According to the disclosure, the shares were sold to an unaffiliated financial institution under a post-paid forward structure, with the final price based on the volume-weighted average price over the institution’s hedging period, which ended on March 17, 2026. The reporting persons continue to hold substantial indirect positions, with post-transaction balances shown for each entity. Most reporting persons disclaim beneficial ownership beyond their pecuniary interests.
Positive
- None.
Negative
- None.
Insights
Blackstone-related entities executed a large, structured share sale in Bumble.
The filing shows several Blackstone-affiliated BX Buzz ML Holdco entities, as ten percent owners, collectively selling 7,477,504 Bumble Class A shares on March 17, 2026. All trades are coded “S” for open-market sales, with indirect ownership noted for each reporting person.
Footnotes explain the sales occurred via a post-paid forward with an unaffiliated financial institution, at $3.51 per share, determined by the volume-weighted average price over the institution’s hedging period. This structure suggests a pre-arranged, hedging-related disposition rather than simple spot sales.
The entities retain significant indirect holdings, as indicated by the post-transaction share balances for each vehicle.
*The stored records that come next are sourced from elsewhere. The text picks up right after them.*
use std::{
    fs::read_dir,
    path::{Path, PathBuf},
    vec,
};

use log::debug;

use crate::{
    error::PathError,
    record::FileRecord,
    snapshot::{Expect, LinkPolicy, classify, snapshot},
};

/// One directory being expanded: its own record, the entries still to
/// visit, and the children completed so far.
struct Frame {
    record: FileRecord,
    entries: vec::IntoIter<PathBuf>,
    children: Vec<FileRecord>,
}

impl Frame {
    fn open(record: FileRecord, dir: &Path) -> Result<Self, PathError> {
        let entries = list_entries(dir)?;
        Ok(Frame {
            children: Vec::with_capacity(entries.len()),
            record,
            entries: entries.into_iter(),
        })
    }

    fn finish(self) -> FileRecord {
        self.record.with_children(self.children)
    }
}

/// List the direct entries of `dir` in the order the OS returns them.
///
/// The listing is collected eagerly so only one directory handle is open at
/// a time, however deep the walk goes.
fn list_entries(dir: &Path) -> Result<Vec<PathBuf>, PathError> {
    let rd = read_dir(dir).map_err(|e| PathError::read_dir(dir, e))?;

    rd.map(|entry| {
        entry
            .map(|e| e.path())
            .map_err(|e| PathError::read_dir(dir, e))
    })
    .collect()
}

/// Build the full metadata tree rooted at `dir`.
///
/// Depth-first and pre-order: each directory's snapshot is taken before its
/// entries, and a subdirectory is fully expanded before its next sibling.
/// Symbolic links below the root are described, never followed. Any I/O
/// failure aborts the whole walk; there is no partial tree.
///
/// There is no depth limit. Adversarially deep trees cost memory
/// proportional to their depth and block the caller until done.
pub fn walk(dir: &Path) -> Result<FileRecord, PathError> {
    classify(dir, Expect::Directory)?;
    let root = snapshot(dir, LinkPolicy::Follow)?;

    let mut stack: Vec<Frame> = Vec::new();
    let mut current = Frame::open(root, dir)?;

    loop {
        match current.entries.next() {
            Some(entry) => {
                let child = snapshot(&entry, LinkPolicy::NoFollow)?;
                if child.is_directory {
                    let frame = Frame::open(child, &entry)?;
                    stack.push(std::mem::replace(&mut current, frame));
                } else {
                    current.children.push(child);
                }
            }
            None => {
                let record = current.finish();
                match stack.pop() {
                    Some(mut parent) => {
                        parent.children.push(record);
                        current = parent;
                    }
                    None => return Ok(record),
                }
            }
        }
    }
}

/// Flat pre-order listing of `dir` and everything up to `max_depth` levels
/// below it. The root is at depth 0. Links are not followed and records
/// carry no children.
///
/// Fails on the first unreadable entry, like [`walk`].
pub fn list_files(dir: &Path, max_depth: usize) -> Result<Vec<FileRecord>, PathError> {
    classify(dir, Expect::Directory)?;

    let mut out = Vec::new();
    let mut pending: Vec<(PathBuf, usize, LinkPolicy)> =
        vec![(dir.to_path_buf(), 0, LinkPolicy::Follow)];

    while let Some((path, depth, links)) = pending.pop() {
        let record = snapshot(&path, links)?;

        if record.is_directory && depth < max_depth {
            let entries = list_entries(&path)?;
            // Reversed so entries pop in listing order.
            pending.extend(
                entries
                    .into_iter()
                    .rev()
                    .map(|p| (p, depth + 1, LinkPolicy::NoFollow)),
            );
        }
        out.push(record);
    }

    debug!("[list_files] {:?}: {} records", dir, out.len());
    Ok(out)
}

#[cfg(test)]
#[path = "walker_tests.rs"]
mod tests;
The reporting persons generally disclaim beneficial ownership beyond their pecuniary interests, so the economic exposure is spread across various Blackstone-managed funds and structures. Overall, this is a sizable net sell event but framed as part of a structured transaction.
Insider Trade Summary
| Type | Security | Shares | Price | Value |
|---|---|---|---|---|
| Sale | Class A Common Stock | 181,344 | $3.51 | $637K |
| Sale | Class A Common Stock | 2,495,189 | $3.51 | $8.76M |
| Sale | Class A Common Stock | 405,073 | $3.51 | $1.42M |
| Sale | Class A Common Stock | 1,080,903 | $3.51 | $3.79M |
| Sale | Class A Common Stock | 3,278,961 | $3.51 | $11.51M |
| Sale | Class A Common Stock | 29,575 | $3.51 | $104K |
| Sale | Class A Common Stock | 6,459 | $3.51 | $23K |
Footnotes (1)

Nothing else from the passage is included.